Search the material below for the string "store" and copy each line where it appears.
= = = =
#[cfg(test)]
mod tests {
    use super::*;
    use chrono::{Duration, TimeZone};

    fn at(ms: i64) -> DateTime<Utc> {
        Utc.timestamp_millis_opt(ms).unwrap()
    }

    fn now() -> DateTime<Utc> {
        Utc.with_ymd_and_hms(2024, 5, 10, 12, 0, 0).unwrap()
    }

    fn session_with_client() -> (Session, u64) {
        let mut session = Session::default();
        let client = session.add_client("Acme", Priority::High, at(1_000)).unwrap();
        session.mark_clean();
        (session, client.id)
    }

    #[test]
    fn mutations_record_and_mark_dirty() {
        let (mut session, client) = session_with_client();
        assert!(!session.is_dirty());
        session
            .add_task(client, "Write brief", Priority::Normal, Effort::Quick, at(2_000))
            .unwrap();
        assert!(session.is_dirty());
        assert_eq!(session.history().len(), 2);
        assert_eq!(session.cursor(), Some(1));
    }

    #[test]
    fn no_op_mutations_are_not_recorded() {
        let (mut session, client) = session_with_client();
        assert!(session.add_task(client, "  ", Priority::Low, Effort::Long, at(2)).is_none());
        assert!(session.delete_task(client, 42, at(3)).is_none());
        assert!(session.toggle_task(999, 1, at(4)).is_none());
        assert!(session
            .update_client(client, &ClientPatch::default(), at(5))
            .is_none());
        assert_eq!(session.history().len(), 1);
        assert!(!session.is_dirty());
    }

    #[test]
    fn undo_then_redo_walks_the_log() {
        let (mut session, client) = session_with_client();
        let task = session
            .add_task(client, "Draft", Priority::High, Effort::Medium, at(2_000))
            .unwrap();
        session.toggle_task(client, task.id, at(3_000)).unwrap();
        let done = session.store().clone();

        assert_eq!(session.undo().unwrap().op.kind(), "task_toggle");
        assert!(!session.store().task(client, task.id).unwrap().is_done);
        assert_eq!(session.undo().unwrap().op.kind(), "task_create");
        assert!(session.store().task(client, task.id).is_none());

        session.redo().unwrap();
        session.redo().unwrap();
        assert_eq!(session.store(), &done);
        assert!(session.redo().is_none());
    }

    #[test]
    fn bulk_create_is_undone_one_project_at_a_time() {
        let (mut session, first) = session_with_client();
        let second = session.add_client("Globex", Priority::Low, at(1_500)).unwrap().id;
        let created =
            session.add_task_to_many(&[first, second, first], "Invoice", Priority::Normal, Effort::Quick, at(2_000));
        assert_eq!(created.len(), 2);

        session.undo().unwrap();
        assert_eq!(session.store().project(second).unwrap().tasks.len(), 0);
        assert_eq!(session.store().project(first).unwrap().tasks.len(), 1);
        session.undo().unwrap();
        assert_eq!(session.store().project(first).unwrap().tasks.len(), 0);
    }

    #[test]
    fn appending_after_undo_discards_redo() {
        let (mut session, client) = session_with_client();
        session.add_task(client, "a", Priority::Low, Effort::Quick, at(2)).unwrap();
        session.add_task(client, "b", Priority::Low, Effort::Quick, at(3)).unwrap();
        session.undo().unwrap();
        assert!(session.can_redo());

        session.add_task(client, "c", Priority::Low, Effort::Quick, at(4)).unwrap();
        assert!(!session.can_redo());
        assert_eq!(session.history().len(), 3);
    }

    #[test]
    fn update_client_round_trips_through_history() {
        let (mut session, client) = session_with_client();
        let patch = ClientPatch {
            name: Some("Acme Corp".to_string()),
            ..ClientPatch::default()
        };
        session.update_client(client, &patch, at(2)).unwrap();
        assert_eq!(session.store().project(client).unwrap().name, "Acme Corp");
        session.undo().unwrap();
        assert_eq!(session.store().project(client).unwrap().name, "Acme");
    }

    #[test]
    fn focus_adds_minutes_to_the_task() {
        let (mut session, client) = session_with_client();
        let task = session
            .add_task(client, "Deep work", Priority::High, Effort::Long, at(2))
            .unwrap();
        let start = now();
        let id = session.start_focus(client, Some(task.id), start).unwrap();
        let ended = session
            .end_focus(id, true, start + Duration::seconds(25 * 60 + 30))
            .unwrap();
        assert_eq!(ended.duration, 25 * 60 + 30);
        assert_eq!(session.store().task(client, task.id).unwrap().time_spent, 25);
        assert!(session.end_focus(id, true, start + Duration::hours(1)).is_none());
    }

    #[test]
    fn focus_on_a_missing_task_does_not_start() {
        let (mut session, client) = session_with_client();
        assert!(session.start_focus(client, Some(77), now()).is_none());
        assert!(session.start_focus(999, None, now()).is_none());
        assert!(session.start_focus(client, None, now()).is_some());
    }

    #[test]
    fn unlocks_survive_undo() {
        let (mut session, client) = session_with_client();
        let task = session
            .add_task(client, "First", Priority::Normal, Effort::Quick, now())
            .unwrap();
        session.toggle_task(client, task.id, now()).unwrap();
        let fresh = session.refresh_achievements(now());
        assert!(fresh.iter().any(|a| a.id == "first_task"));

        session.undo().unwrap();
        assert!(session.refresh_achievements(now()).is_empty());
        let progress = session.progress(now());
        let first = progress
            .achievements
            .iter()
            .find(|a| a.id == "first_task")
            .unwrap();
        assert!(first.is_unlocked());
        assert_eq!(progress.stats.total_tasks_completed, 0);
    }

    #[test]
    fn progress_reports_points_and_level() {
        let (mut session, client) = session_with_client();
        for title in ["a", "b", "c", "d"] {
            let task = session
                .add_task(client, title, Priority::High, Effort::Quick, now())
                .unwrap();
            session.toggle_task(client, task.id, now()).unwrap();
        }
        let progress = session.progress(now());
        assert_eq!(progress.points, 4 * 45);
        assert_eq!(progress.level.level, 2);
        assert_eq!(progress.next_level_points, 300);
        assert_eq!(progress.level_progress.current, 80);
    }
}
= = = =
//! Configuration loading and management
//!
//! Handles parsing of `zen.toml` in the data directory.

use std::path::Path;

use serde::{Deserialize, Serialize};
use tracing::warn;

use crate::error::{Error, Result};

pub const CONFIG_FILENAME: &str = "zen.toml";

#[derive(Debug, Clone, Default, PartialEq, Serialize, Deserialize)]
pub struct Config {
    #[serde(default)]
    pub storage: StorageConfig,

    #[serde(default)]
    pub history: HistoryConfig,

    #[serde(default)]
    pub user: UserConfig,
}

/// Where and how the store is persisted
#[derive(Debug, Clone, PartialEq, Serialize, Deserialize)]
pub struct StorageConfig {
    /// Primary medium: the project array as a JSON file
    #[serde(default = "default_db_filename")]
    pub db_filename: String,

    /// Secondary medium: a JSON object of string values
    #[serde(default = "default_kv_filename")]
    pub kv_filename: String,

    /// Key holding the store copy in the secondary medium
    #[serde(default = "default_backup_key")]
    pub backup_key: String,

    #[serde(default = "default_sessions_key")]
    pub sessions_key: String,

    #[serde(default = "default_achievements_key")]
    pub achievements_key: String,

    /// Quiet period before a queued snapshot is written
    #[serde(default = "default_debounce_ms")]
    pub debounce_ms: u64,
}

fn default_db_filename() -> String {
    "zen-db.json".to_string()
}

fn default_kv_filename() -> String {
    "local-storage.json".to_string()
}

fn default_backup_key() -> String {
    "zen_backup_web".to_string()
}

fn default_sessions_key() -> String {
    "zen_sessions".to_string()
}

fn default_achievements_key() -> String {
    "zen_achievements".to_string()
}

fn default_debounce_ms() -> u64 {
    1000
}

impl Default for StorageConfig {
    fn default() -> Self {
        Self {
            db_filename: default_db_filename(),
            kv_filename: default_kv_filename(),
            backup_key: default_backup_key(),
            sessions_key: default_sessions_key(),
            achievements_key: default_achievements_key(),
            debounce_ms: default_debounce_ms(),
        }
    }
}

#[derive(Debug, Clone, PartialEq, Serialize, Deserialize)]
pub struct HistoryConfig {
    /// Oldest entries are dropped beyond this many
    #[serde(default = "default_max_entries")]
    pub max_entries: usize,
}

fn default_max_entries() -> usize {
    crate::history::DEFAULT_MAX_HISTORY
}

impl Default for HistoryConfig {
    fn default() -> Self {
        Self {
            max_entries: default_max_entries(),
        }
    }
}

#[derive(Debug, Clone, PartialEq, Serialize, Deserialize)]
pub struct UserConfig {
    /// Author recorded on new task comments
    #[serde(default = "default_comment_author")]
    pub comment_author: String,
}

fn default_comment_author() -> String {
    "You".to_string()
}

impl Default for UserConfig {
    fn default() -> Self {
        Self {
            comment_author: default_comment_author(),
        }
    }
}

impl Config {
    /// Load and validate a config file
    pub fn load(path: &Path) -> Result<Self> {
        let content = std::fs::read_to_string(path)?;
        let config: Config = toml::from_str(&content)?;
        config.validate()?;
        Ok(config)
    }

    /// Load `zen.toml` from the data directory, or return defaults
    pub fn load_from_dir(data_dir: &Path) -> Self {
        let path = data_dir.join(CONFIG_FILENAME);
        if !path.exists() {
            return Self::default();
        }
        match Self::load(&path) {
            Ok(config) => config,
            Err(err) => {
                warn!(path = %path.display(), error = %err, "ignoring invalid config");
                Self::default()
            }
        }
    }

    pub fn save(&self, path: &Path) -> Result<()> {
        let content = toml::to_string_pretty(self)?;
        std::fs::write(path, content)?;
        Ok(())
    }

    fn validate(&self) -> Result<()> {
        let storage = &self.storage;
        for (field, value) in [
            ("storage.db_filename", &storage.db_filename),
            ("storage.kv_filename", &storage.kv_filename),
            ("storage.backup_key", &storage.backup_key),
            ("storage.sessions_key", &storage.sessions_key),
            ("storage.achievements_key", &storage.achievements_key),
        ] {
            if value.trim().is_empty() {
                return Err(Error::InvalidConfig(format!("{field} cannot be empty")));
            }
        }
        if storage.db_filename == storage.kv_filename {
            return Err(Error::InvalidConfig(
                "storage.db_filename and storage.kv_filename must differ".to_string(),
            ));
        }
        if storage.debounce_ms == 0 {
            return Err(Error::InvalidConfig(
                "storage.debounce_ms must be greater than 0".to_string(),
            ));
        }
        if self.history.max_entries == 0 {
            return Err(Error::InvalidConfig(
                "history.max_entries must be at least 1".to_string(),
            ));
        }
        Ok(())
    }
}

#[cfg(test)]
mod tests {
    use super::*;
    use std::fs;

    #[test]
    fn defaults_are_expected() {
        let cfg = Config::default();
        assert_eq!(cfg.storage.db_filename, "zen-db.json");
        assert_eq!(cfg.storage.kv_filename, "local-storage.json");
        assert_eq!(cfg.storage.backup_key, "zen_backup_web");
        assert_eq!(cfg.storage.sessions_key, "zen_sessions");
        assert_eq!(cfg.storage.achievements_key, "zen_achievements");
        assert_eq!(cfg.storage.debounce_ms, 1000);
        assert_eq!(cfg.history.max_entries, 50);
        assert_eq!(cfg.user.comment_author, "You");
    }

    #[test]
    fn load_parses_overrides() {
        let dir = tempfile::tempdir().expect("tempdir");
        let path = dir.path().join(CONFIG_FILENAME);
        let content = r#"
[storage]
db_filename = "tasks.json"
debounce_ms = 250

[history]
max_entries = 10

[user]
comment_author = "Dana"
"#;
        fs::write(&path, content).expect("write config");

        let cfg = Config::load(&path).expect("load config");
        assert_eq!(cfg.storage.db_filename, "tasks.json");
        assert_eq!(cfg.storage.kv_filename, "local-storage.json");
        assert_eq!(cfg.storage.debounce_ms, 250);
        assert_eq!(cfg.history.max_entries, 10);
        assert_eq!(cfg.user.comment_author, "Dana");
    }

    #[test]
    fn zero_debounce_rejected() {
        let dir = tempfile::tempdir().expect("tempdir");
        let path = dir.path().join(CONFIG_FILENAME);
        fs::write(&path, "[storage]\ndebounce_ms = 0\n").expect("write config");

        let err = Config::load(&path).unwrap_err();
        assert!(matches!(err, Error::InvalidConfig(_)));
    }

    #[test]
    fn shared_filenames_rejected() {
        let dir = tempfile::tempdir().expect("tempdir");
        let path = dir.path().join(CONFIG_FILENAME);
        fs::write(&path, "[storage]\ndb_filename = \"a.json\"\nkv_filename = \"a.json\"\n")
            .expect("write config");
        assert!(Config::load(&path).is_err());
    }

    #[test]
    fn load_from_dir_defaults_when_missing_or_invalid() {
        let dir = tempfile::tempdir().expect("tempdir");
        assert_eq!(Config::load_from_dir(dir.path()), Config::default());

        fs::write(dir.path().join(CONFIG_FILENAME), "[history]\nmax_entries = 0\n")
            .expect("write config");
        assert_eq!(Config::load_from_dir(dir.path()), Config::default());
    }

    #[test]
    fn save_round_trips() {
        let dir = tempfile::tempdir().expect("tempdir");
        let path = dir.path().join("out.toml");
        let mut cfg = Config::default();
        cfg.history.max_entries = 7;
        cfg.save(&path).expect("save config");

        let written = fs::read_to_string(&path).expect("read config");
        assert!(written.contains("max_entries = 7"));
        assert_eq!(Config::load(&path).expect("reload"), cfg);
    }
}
= = = =
### Solution for this task
        let done = session.store().clone();
        assert!(!session.store().task(client, task.id).unwrap().is_done);
        assert!(session.store().task(client, task.id).is_none());
        assert_eq!(session.store(), &done);
        assert_eq!(session.store().project(second).unwrap().tasks.len(), 0);
        assert_eq!(session.store().project(first).unwrap().tasks.len(), 1);
        assert_eq!(session.store().project(first).unwrap().tasks.len(), 0);
        assert_eq!(session.store().project(client).unwrap().name, "Acme Corp");
        assert_eq!(session.store().project(client).unwrap().name, "Acme");
        assert_eq!(session.store().task(client, task.id).unwrap().time_spent, 25);
/// Where and how the store is persisted
    /// Key holding the store copy in the secondary medium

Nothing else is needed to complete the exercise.